Many companies have adopted a strategy of lead nurturing. This is a marketing activity that prepares a lead to hear your offer when they are ready to make a decision. A sample lead nurturing program would include an email going out once a month sharing press releases, case studies, offers, or relevant articles. There are several different software applications that can facilitate these activities that can be found simply by Googling the term.

When should you nurture leads? There are primarily two occasions to nurture leads. The first is when you purchase a list of leads that may or may not need your products or services. You can purchase a list, start sending them emails, faxes or direct mail before you attempt to qualify them as prospects. Once the lead has been in the nurturing process for a period of time, or has taken some sort of action as a result of your marketing, you can remove it from the nurturing and hand it off to your Lead Generation Team and/or Sales Team.

The second occasion to nurture leads is when you get real time leads that are routed to your Sales Team or Lead Generation Team only to find out that the prospect is not ready to make a decision but is in the preliminary stages of collecting information. You can then place them in a nurturing campaign that provides them with the information that is beneficial to companies seeking your services. You can take this opportunity to persuade them to choose you before they are planning on selecting a solution.

As you implement a nurturing strategy, you will see that there is a larger chasm between marketing and sales than you previously thought. Since the majority of CRM solutions do not track leads well, and lead nurturing systems don’t pretend to manage sales opportunities, you will need to decide who owns the lead as it is being nurtured.

Thus enters Lead Nurturing 2.0 – Lead Response Management – which is powered by tools that allow transparent reporting for Marketing and Sales through the entire process.

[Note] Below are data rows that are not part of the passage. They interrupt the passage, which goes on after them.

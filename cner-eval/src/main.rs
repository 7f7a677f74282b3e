//! CLI de avaliação e extração offline sobre o `cner-core`.
//!
//! ```bash
//! cner-eval evaluate --input dev.jsonl --case-file case/bad_case.txt
//! cner-eval resolve --input preds.jsonl
//! cner-eval extract --lexicon pessoas.json --trajectory-lexicon trajetos.json --input req.json
//! cner-eval prepare --input train.json > train.jsonl
//! cner-eval chunk --text "..." --window 4
//! ```
//!
//! O nível de log vem de `RUST_LOG` (padrão `info`).

use std::fs::{self, File};
use std::io::{BufRead, BufReader};
use std::num::NonZeroUsize;
use std::path::{Path, PathBuf};

use anyhow::{bail, Context, Result};
use clap::{Parser, Subcommand};
use cner_core::{
    chunker::chunk,
    evaluate,
    records::{travel_pipeline, Envelope, ExtractionRequest},
    resolve_batch_labels,
    tokenizer::{clean_chars, prepare_training, AnnotatedText, CleanMode},
    CaseFile, EntityMap, Example, LexiconTagger, NerConfig, SkippedExample,
};
use serde::{de::DeserializeOwned, Deserialize, Serialize};
use tracing::{info, warn};
use tracing_subscriber::EnvFilter;

#[derive(Parser)]
#[command(name = "cner-eval", version, about = "Avaliação e pós-processamento de NER chinês")]
struct Cli {
    /// Configuração JSON (rótulos, janela, arquivo de casos, resolvedor)
    #[arg(long, global = true)]
    config: Option<PathBuf>,

    #[command(subcommand)]
    command: Command,
}

#[derive(Subcommand)]
enum Command {
    /// Pontua predições contra o gold e grava os bad cases
    Evaluate {
        /// JSONL com `{sentence, gold, predicted}` por linha
        #[arg(long)]
        input: PathBuf,
        /// Sobrescreve `case_file` da configuração
        #[arg(long)]
        case_file: Option<PathBuf>,
    },
    /// Resolve entidades a partir de texto + tags já preditas
    Resolve {
        /// JSONL com `{text, tags}` por linha
        #[arg(long)]
        input: PathBuf,
    },
    /// Extrai linhas de trajeto usando léxicos como preditores
    Extract {
        /// Léxico JSON (rótulo → superfícies) das colunas de pessoa e veículo
        #[arg(long)]
        lexicon: PathBuf,
        /// Léxico das colunas de data e local; sem ele, usa `--lexicon`
        #[arg(long)]
        trajectory_lexicon: Option<PathBuf>,
        /// Array JSON de requisições
        #[arg(long)]
        input: PathBuf,
    },
    /// Gera o JSONL `{sentence, gold}` de treino a partir de textos anotados
    Prepare {
        /// Array JSON de `{text, labels: [[start, end, rótulo], ...]}`
        #[arg(long)]
        input: PathBuf,
        #[arg(long)]
        window: Option<NonZeroUsize>,
    },
    /// Mostra as janelas de um texto já limpo
    Chunk {
        #[arg(long)]
        text: String,
        #[arg(long)]
        window: Option<NonZeroUsize>,
    },
}

/// Uma linha do JSONL de `resolve`.
#[derive(Deserialize)]
struct TaggedText {
    text: String,
    tags: Vec<String>,
}

/// Uma janela de treino.
#[derive(Serialize)]
struct TrainingWindow {
    sentence: Vec<String>,
    gold: Vec<String>,
}

#[derive(Serialize)]
struct ResolveOutput {
    entities: EntityMap,
    skipped: Vec<SkippedExample>,
}

fn main() -> Result<()> {
    let filter = EnvFilter::try_from_default_env().unwrap_or_else(|_| EnvFilter::new("info"));
    tracing_subscriber::fmt()
        .with_env_filter(filter)
        .with_writer(std::io::stderr)
        .init();

    let cli = Cli::parse();
    let config = match &cli.config {
        Some(path) => NerConfig::from_path(path)
            .with_context(|| format!("falha ao carregar a configuração {}", path.display()))?,
        None => NerConfig::default(),
    };

    match cli.command {
        Command::Evaluate { input, case_file } => run_evaluate(&config, &input, case_file),
        Command::Resolve { input } => run_resolve(&config, &input),
        Command::Extract { lexicon, trajectory_lexicon, input } => {
            run_extract(&config, &lexicon, trajectory_lexicon.as_deref(), &input)
        }
        Command::Prepare { input, window } => run_prepare(&config, &input, window),
        Command::Chunk { text, window } => run_chunk(&config, &text, window),
    }
}

fn read_jsonl<T: DeserializeOwned>(path: &Path) -> Result<Vec<T>> {
    let file = File::open(path).with_context(|| format!("falha ao abrir {}", path.display()))?;
    let mut rows = Vec::new();
    for (n, line) in BufReader::new(file).lines().enumerate() {
        let line = line?;
        if line.trim().is_empty() {
            continue;
        }
        let row = serde_json::from_str(&line)
            .with_context(|| format!("{}:{}: JSON inválido", path.display(), n + 1))?;
        rows.push(row);
    }
    Ok(rows)
}

fn read_json<T: DeserializeOwned>(path: &Path) -> Result<T> {
    let raw =
        fs::read_to_string(path).with_context(|| format!("falha ao ler {}", path.display()))?;
    serde_json::from_str(&raw).with_context(|| format!("{}: JSON inválido", path.display()))
}

fn print_json<T: Serialize>(value: &T) -> Result<()> {
    println!("{}", serde_json::to_string_pretty(value)?);
    Ok(())
}

fn run_evaluate(config: &NerConfig, input: &Path, case_file: Option<PathBuf>) -> Result<()> {
    let examples: Vec<Example> = read_jsonl(input)?;
    if examples.is_empty() {
        bail!("nenhum exemplo em {}", input.display());
    }
    info!(examples = examples.len(), "avaliando");

    let report = evaluate(&examples, &config.labels);
    for ls in &report.per_label {
        info!(label = %ls.label, f1 = ls.scores.f1, "f1 por rótulo");
    }

    let sink = CaseFile::new(case_file.unwrap_or_else(|| config.case_file.clone()));
    sink.append(&report.bad_cases)
        .with_context(|| format!("falha ao gravar {}", sink.path().display()))?;

    print_json(&report)
}

fn run_resolve(config: &NerConfig, input: &Path) -> Result<()> {
    let rows: Vec<TaggedText> = read_jsonl(input)?;
    let texts: Vec<Vec<char>> = rows.iter().map(|r| r.text.chars().collect()).collect();
    let tags: Vec<Vec<String>> = rows.into_iter().map(|r| r.tags).collect();

    let resolution = resolve_batch_labels(&texts, &tags, &config.labels, config.resolver);
    info!(
        entities = resolution.entities.total(),
        skipped = resolution.skipped.len(),
        "resolução concluída"
    );

    print_json(&ResolveOutput { entities: resolution.entities, skipped: resolution.skipped })
}

fn load_lexicon(config: &NerConfig, path: &Path) -> Result<LexiconTagger> {
    LexiconTagger::from_path(config.labels.clone(), path)
        .with_context(|| format!("falha ao carregar o léxico {}", path.display()))
}

fn run_extract(
    config: &NerConfig,
    lexicon: &Path,
    trajectory_lexicon: Option<&Path>,
    input: &Path,
) -> Result<()> {
    let identity = load_lexicon(config, lexicon)?;
    let trajectory = match trajectory_lexicon {
        Some(path) => load_lexicon(config, path)?,
        None => identity.clone(),
    };
    let requests: Vec<ExtractionRequest> = read_json(input)?;

    let pipeline = travel_pipeline(identity, trajectory, config)?;
    let mut data = Vec::new();
    for request in &requests {
        let rows = pipeline
            .travel_records(request)
            .with_context(|| format!("falha na requisição {}", request.event_id))?;
        data.extend(rows);
    }
    info!(requests = requests.len(), rows = data.len(), "extração concluída");

    print_json(&Envelope::success(data))
}

fn run_prepare(config: &NerConfig, input: &Path, window: Option<NonZeroUsize>) -> Result<()> {
    let window = match window {
        Some(w) => w,
        None => config.window()?,
    };
    let texts: Vec<AnnotatedText> = read_json(input)?;

    let mut windows = 0;
    let mut skipped = 0;
    for (index, example) in texts.iter().enumerate() {
        let chunks = match prepare_training(example, window) {
            Ok(chunks) => chunks,
            Err(err) => {
                warn!(index, error = %err, "texto de treino ignorado");
                skipped += 1;
                continue;
            }
        };
        for (chars, tags) in chunks {
            let row = TrainingWindow {
                sentence: chars.iter().map(char::to_string).collect(),
                gold: tags.iter().map(|t| t.label()).collect(),
            };
            println!("{}", serde_json::to_string(&row)?);
            windows += 1;
        }
    }
    info!(texts = texts.len(), windows, skipped, "preparação concluída");
    Ok(())
}

fn run_chunk(config: &NerConfig, text: &str, window: Option<NonZeroUsize>) -> Result<()> {
    let window = match window {
        Some(w) => w,
        None => config.window()?,
    };
    let chars = clean_chars(text, CleanMode::Prediction);
    let windows: Vec<String> = chunk(&chars, window)
        .into_iter()
        .map(|w| w.into_iter().collect())
        .collect();
    print_json(&windows)
}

Lead Response Management mixes marketing or nurturing activities with sales and lead gen. activities so they can happen simultaneously instead of one at a time. A sample Lead Response Management strategy triggers a phone call right when a lead presses submit on your web form, followed by a series of emails, faxes and phone calls that vary depending on the outcome of the previous activity. The calls are scheduled for optimal contact times and are triggered automatically without the Lead Generation Team making the conscious decisions to call. Since Lead Response Management can happen while other activities are taking place, you can employ a strategy for new leads, old leads, recycled leads, lost leads, pipeline opportunities, cold deals, lost opportunities, existing clients and clients approaching renewal of contracts.

2 comments:

Anonymous said...

I have seen a significant difference between lead nurturing and just email drip campaigns. I like this cutting edge idea.

Anonymous said...

Lead nurturing can be a complicated and time consuming project to set up. Because of this, most companies don't spend the time to create an effective lead nurturing campaign. All they do is send a weekly/monthly email. The trick is to AUTOMATE your lead nurturing activities.